Burnt is a 2015 American drama film directed by John Wells and written by Steven Knight, from a story by Michael Kalesniko. The film stars an ensemble cast including Bradley Cooper, Sienna Miller, Omar Sy, Daniel Brühl, Matthew Rhys, Riccardo Scamarcio, Alicia Vikander, Uma Thurman and Emma Thompson. The film was released on October 30, 2015, by The Weinstein Company. The film was not well received by critics and grossed $36.6 million.

Plot
Adam Jones was the chef at a high-class Parisian restaurant owned by his mentor Jean-Luc, until his drug use and temperamental behavior destroyed his career and the restaurant. In the aftermath, Adam went into self-imposed exile in New Orleans by shucking a million oysters to sober up, planning to head to London to restart his career and attempt to earn a third Michelin star.
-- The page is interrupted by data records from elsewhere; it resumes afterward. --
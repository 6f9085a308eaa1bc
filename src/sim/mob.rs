use super::{ActorFlags, Angle, Anim, Position, Subsector};
use crate::defs::MobjFlags;
use crate::world::Level;
use glam::Vec2;
use hecs::World;

/// Spawn a thing standing on the floor of whatever subsector contains
/// `(x, y)`.
pub fn spawn_thing(
    world: &mut World,
    level: &Level,
    x: f32,
    y: f32,
    angle: f32,
    anim: Anim,
    flags: MobjFlags,
) -> hecs::Entity {
    let pos = Vec2::new(x, y);
    let ss = level.locate_subsector(pos);
    let z = level.sector_of_subsector(ss).floor_h;
    world.spawn((
        Position(pos, z),
        Angle(angle),
        Subsector(ss),
        anim,
        ActorFlags(flags),
    ))
}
In London, Adam searches for old colleagues, beginning with his mentor's former maître d'hôtel, Tony Balerdi, now a hotel manager of The Langham Hotel in London, under the ownership of the Balerdi family. Adam checks into one of The Langham's rooms then visits an old friend, Conti, and notes the talent of his sous-chef Helene, but she dislikes his arrogance and dismisses him immediately. A Paris colleague, Michel, whose restaurant Adam had sabotaged out of jealousy, tracks him down. After a brief fistfight, they talk and Michel forgives Adam then asks to work for him. Adam also visits a cutting-edge eatery run by Reece, with whom he has a long-standing rivalry, and the visit ends poorly. Adam's former drug dealer realizes he has returned to Europe and attempts to collect Adam's outstanding debt.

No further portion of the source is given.